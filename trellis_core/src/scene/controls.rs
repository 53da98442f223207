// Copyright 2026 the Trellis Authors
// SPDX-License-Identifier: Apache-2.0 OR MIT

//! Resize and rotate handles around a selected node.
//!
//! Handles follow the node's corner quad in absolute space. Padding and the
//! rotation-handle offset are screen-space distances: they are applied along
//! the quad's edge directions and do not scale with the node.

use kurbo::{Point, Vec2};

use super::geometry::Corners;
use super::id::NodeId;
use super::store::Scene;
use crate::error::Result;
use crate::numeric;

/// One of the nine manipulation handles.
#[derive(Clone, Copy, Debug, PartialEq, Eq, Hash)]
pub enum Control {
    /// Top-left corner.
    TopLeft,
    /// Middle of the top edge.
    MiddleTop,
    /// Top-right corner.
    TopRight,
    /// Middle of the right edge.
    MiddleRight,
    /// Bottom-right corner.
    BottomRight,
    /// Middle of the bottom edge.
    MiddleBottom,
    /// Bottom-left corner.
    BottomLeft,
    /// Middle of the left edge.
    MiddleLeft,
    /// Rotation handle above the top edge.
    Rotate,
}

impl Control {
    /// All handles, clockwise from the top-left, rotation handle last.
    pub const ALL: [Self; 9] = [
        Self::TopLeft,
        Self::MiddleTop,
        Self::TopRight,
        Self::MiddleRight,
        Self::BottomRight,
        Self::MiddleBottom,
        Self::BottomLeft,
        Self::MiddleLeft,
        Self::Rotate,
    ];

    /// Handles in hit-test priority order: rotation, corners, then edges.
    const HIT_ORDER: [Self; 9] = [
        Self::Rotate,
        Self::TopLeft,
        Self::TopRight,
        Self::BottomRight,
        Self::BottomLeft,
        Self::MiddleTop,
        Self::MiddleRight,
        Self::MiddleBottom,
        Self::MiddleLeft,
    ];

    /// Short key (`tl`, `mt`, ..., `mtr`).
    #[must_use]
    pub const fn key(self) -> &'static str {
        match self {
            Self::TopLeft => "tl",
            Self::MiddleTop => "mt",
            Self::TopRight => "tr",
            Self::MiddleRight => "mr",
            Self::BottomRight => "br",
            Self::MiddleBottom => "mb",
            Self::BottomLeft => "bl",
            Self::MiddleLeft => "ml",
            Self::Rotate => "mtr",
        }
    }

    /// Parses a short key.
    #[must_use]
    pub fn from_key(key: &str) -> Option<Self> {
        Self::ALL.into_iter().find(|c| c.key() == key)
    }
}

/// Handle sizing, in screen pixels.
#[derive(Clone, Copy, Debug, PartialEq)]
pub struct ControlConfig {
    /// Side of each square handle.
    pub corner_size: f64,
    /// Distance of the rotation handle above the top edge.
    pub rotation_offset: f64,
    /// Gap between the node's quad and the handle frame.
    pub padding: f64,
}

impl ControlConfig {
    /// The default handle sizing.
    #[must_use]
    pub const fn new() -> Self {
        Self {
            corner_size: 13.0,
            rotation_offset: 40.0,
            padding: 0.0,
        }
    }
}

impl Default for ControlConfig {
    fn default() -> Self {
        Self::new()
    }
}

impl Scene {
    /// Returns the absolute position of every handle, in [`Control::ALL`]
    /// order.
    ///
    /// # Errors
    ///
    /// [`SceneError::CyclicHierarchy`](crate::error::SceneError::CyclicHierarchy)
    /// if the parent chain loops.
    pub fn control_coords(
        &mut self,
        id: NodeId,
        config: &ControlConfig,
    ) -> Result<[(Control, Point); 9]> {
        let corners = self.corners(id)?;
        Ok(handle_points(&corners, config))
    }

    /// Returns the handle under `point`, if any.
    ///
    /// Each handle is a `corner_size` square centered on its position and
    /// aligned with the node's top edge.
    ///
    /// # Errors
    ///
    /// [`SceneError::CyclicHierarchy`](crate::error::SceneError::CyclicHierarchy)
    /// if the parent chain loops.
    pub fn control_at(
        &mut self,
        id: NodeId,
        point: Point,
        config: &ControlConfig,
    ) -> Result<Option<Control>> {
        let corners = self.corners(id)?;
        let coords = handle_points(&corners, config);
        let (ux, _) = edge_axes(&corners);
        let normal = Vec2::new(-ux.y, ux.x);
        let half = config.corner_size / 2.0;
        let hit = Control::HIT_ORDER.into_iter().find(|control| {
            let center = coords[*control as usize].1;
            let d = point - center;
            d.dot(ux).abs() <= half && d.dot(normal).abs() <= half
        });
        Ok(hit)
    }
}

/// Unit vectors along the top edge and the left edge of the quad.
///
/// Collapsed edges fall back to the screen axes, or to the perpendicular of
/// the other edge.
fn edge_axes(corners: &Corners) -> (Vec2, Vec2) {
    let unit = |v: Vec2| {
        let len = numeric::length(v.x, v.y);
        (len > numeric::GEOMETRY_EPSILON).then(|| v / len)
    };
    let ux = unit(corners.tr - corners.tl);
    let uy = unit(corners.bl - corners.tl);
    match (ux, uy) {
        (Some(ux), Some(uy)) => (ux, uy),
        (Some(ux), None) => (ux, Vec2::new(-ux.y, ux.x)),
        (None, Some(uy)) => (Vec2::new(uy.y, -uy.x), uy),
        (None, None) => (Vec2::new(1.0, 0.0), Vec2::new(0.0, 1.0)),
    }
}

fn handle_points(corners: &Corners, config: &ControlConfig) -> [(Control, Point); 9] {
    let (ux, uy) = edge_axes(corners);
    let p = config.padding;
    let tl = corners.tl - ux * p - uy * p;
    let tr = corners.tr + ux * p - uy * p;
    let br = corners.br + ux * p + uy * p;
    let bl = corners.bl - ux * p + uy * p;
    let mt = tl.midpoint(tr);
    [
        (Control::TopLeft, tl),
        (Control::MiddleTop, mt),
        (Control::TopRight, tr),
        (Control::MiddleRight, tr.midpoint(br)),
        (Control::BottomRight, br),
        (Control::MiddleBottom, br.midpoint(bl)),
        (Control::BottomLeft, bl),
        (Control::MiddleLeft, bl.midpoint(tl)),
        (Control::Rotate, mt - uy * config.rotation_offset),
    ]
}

◇ ◇ ◇

■ Problem
In these entries, please give the number of lines holding the string "square" and nothing more.

■ Response to this exercise
2